◆ Brief ◆
Give again, word for word, each line below starting at the one that contains "pub fn min(&self)" and ending at the one that contains "pub fn cell_volume(&self)".

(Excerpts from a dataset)
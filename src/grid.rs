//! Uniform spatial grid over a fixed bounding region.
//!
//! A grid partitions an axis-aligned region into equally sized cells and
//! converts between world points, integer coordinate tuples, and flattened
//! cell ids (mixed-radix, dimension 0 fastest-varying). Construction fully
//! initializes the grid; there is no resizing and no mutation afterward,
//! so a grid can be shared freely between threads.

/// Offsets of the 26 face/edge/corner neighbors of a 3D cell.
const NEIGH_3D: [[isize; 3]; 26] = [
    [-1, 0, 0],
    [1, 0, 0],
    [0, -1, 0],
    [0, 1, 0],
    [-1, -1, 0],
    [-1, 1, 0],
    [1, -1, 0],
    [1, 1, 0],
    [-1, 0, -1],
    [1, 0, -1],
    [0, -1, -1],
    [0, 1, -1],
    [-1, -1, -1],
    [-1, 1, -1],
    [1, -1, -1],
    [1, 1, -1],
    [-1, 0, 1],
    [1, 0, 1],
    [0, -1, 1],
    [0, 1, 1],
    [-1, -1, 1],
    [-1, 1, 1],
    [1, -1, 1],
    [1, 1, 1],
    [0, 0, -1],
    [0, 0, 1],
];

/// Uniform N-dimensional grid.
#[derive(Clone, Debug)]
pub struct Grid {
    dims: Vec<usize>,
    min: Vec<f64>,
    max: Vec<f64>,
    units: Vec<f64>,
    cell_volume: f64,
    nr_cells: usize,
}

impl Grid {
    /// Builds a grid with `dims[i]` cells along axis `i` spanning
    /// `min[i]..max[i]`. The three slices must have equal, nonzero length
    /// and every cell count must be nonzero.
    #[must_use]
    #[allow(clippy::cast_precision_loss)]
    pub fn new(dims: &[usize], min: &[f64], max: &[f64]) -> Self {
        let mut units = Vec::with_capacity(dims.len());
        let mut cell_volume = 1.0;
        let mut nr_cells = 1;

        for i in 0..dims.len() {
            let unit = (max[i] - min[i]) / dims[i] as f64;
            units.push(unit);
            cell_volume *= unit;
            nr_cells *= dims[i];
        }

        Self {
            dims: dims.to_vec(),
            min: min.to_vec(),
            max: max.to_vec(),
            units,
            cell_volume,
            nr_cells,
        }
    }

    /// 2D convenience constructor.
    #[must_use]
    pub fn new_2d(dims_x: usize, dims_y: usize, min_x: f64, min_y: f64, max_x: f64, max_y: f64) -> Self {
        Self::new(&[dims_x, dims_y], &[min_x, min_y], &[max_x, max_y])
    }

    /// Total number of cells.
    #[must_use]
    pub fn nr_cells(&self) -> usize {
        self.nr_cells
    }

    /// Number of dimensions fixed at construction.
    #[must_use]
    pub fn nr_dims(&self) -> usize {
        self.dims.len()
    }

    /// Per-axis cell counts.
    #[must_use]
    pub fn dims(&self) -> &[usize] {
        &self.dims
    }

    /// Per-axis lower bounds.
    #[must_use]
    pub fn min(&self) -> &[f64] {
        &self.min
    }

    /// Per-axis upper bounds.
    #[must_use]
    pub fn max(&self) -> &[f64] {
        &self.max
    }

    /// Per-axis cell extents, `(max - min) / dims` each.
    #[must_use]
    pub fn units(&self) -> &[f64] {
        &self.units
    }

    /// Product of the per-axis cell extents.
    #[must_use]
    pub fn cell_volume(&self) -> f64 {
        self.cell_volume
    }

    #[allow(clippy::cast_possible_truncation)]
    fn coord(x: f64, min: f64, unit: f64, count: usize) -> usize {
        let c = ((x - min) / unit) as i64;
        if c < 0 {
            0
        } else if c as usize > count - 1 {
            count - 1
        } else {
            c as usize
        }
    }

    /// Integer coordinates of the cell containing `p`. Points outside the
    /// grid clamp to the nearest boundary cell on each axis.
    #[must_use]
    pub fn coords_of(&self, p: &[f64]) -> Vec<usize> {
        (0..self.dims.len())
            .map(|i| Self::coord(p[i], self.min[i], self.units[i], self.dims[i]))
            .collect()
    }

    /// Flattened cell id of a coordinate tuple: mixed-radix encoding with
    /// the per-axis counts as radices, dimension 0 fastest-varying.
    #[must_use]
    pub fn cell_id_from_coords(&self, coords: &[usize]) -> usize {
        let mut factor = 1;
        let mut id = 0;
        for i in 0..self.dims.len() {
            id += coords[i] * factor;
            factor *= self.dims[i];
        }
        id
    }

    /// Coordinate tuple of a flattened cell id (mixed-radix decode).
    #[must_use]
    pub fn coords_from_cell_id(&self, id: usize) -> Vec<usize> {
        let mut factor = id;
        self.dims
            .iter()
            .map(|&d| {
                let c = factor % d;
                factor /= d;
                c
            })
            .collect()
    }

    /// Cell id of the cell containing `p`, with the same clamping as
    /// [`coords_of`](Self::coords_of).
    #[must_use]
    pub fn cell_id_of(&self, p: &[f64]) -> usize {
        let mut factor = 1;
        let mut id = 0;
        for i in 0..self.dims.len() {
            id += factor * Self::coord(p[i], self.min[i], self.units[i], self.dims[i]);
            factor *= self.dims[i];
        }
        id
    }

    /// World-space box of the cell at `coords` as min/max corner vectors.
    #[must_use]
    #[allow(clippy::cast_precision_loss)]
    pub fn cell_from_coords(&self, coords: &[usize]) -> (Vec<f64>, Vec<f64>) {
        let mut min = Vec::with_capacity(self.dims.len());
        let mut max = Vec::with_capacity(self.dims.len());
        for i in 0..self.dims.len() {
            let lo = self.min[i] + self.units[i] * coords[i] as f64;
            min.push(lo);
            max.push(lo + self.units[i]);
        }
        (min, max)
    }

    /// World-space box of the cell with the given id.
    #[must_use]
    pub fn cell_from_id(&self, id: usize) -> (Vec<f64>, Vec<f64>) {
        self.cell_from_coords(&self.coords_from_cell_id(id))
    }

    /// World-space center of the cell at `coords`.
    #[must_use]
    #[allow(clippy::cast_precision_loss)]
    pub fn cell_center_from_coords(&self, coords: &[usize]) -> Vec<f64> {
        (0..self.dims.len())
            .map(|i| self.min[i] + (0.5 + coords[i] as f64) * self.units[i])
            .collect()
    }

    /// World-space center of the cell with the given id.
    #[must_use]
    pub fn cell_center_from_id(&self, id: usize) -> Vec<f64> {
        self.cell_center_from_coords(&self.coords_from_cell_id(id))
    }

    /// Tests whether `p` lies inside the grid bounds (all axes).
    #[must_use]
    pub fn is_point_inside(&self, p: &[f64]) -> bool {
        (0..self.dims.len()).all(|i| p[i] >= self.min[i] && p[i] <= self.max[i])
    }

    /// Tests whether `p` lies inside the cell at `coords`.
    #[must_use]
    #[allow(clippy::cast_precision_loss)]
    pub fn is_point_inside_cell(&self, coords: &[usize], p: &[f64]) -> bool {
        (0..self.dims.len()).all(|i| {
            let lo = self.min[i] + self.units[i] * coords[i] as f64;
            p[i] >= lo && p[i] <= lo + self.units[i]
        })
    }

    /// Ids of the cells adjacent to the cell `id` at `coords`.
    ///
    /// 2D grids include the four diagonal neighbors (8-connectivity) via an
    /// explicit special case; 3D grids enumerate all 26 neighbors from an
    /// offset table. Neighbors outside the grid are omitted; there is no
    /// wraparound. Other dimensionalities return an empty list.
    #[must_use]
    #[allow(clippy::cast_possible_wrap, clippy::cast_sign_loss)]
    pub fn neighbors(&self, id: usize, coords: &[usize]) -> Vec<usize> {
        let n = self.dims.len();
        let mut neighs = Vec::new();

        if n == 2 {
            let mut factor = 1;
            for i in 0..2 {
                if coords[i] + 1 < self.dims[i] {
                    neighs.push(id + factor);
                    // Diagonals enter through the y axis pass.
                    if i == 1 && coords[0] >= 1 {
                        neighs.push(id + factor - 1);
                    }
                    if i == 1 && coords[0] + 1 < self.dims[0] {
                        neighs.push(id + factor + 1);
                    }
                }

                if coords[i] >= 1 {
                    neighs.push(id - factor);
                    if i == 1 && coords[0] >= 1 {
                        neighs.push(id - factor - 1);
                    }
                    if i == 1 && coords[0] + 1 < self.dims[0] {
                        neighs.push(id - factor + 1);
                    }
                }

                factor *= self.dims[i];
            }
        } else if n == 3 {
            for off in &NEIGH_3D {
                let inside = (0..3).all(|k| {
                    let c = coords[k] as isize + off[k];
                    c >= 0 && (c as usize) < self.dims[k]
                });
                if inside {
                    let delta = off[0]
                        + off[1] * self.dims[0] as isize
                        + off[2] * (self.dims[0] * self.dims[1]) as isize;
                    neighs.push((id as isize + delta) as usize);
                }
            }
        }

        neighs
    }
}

◆ Task solution ◆
    pub fn min(&self) -> &[f64] {
        &self.min
    }

    /// Per-axis upper bounds.
    #[must_use]
    pub fn max(&self) -> &[f64] {
        &self.max
    }

    /// Per-axis cell extents, `(max - min) / dims` each.
    #[must_use]
    pub fn units(&self) -> &[f64] {
        &self.units
    }

    /// Product of the per-axis cell extents.
    #[must_use]
    pub fn cell_volume(&self) -> f64 {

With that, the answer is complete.